Data supplied:

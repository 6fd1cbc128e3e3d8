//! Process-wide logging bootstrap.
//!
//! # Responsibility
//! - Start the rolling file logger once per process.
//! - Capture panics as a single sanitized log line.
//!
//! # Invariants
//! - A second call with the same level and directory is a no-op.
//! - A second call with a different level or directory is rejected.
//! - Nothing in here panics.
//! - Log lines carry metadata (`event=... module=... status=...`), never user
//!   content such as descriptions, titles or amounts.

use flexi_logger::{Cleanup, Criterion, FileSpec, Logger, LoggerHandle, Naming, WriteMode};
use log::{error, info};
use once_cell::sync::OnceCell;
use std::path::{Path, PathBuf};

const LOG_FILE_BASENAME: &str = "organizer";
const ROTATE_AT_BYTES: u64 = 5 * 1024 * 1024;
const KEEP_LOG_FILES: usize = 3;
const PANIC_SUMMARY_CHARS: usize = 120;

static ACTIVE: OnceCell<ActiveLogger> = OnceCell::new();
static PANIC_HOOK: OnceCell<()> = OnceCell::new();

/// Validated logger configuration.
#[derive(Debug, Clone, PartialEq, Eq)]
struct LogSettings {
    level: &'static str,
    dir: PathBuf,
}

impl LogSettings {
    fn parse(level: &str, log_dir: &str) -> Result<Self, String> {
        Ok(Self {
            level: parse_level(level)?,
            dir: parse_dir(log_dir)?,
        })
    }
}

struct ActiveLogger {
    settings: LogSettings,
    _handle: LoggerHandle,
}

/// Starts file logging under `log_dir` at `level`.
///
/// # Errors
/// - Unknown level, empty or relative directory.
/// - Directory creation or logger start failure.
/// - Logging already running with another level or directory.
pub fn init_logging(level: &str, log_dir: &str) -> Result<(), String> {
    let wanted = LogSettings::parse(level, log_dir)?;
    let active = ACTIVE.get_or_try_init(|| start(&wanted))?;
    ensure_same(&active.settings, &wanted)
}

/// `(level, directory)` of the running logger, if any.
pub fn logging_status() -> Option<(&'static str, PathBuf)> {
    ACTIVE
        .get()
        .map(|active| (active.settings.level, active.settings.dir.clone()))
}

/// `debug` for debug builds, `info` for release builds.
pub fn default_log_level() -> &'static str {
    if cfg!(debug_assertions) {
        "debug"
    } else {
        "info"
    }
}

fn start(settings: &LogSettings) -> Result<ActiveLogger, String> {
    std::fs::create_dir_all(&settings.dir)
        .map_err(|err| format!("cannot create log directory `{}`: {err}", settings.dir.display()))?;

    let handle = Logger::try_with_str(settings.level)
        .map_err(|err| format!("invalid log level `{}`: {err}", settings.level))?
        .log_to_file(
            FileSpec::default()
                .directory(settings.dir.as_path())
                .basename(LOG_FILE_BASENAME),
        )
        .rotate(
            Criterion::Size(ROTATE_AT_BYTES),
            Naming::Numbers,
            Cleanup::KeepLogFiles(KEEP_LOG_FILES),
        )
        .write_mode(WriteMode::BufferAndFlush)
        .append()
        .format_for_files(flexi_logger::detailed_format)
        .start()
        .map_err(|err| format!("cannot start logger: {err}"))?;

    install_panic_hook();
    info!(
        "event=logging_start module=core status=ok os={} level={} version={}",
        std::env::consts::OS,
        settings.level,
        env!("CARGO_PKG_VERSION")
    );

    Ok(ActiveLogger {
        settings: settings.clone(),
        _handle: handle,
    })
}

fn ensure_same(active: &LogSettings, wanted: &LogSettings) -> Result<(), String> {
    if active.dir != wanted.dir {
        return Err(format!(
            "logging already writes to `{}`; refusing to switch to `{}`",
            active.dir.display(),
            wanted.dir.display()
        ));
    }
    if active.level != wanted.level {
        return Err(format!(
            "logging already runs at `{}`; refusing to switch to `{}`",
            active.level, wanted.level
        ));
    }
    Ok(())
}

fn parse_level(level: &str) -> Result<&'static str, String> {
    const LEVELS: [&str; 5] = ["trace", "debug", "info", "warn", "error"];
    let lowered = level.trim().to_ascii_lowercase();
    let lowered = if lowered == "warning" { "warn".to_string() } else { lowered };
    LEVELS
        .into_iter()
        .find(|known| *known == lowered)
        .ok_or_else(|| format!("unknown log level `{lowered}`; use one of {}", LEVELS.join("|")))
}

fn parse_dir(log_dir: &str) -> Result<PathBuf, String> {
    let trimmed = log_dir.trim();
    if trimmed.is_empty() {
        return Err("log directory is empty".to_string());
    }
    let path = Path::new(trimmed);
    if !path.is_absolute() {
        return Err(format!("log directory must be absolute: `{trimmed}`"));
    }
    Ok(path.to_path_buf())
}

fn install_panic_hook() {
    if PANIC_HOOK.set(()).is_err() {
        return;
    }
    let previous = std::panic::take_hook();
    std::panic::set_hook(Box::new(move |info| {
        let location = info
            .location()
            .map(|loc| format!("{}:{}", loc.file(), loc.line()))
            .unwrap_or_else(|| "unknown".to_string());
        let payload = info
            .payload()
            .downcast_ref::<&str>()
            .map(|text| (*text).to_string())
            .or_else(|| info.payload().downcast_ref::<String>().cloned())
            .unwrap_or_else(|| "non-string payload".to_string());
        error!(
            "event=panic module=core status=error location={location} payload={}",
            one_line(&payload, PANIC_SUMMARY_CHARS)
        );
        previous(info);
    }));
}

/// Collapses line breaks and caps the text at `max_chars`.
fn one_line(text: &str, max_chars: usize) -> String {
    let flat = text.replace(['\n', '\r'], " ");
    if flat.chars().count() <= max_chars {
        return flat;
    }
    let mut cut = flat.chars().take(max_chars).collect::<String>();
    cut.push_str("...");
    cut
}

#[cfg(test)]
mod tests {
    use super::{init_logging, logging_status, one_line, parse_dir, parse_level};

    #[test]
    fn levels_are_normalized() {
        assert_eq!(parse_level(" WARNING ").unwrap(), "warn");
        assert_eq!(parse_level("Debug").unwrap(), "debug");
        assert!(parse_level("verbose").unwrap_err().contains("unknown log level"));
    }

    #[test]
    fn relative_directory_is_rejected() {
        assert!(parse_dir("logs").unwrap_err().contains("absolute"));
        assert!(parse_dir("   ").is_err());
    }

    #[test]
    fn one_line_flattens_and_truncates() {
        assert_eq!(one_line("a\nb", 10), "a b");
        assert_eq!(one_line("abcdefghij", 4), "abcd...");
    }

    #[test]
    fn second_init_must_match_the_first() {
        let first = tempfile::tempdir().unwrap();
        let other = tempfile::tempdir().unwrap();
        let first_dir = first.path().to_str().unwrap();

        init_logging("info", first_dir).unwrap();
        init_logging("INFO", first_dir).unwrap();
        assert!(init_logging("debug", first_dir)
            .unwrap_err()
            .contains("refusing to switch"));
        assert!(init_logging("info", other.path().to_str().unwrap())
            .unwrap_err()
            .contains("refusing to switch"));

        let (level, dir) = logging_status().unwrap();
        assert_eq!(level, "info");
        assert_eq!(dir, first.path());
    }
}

---

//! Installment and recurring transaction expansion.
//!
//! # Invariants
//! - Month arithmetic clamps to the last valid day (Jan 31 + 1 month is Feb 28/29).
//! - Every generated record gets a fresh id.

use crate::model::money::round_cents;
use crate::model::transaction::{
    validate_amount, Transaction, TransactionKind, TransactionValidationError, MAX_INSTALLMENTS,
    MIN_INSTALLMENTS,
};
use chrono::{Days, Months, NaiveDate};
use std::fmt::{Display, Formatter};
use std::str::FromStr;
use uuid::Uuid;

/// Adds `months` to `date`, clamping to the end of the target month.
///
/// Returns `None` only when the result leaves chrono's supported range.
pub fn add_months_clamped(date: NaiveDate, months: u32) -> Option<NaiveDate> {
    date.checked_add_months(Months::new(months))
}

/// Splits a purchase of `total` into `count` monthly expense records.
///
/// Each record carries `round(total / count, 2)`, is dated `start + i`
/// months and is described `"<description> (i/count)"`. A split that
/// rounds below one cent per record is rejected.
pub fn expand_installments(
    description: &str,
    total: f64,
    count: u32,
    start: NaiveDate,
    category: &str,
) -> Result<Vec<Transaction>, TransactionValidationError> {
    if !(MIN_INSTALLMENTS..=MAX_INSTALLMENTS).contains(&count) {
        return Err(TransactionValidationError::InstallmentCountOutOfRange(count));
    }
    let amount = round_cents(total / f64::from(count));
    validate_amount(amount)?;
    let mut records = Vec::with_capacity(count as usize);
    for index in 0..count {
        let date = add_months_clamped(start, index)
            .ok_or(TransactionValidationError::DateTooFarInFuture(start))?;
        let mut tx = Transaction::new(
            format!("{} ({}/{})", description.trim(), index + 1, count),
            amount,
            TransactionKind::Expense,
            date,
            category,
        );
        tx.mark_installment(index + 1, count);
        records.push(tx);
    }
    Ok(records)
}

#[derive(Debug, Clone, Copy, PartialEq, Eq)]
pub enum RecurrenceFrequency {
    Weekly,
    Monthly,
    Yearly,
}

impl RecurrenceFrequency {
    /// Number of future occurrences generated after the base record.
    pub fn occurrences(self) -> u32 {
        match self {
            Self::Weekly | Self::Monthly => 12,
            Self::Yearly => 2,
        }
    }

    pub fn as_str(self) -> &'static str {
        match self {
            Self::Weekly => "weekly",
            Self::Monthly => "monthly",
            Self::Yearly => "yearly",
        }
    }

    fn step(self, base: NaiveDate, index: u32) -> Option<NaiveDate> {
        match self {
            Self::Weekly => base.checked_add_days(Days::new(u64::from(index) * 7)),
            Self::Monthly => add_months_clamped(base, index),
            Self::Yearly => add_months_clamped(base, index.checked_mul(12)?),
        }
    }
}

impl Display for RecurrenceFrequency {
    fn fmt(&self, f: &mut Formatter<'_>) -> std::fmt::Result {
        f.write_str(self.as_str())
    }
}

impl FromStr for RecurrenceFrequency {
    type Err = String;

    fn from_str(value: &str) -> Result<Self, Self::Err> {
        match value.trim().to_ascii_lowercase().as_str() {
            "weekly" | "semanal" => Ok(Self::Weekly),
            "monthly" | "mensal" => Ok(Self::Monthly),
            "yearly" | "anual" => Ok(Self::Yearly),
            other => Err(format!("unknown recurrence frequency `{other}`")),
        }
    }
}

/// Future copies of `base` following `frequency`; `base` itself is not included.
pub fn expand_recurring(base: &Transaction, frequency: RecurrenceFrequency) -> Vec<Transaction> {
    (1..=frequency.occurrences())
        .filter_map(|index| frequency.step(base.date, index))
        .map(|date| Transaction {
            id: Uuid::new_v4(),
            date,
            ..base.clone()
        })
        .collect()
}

Aim of the task: Copy word for word the stretch of entries above from the line that has "repository 6fd1cbc128e3e3d8" through the line that has "in here panics.", both ends included, and nothing outside it.

Task answer:
repository 6fd1cbc128e3e3d8
//! Process-wide logging bootstrap.
//!
//! # Responsibility
//! - Start the rolling file logger once per process.
//! - Capture panics as a single sanitized log line.
//!
//! # Invariants
//! - A second call with the same level and directory is a no-op.
//! - A second call with a different level or directory is rejected.
//! - Nothing in here panics.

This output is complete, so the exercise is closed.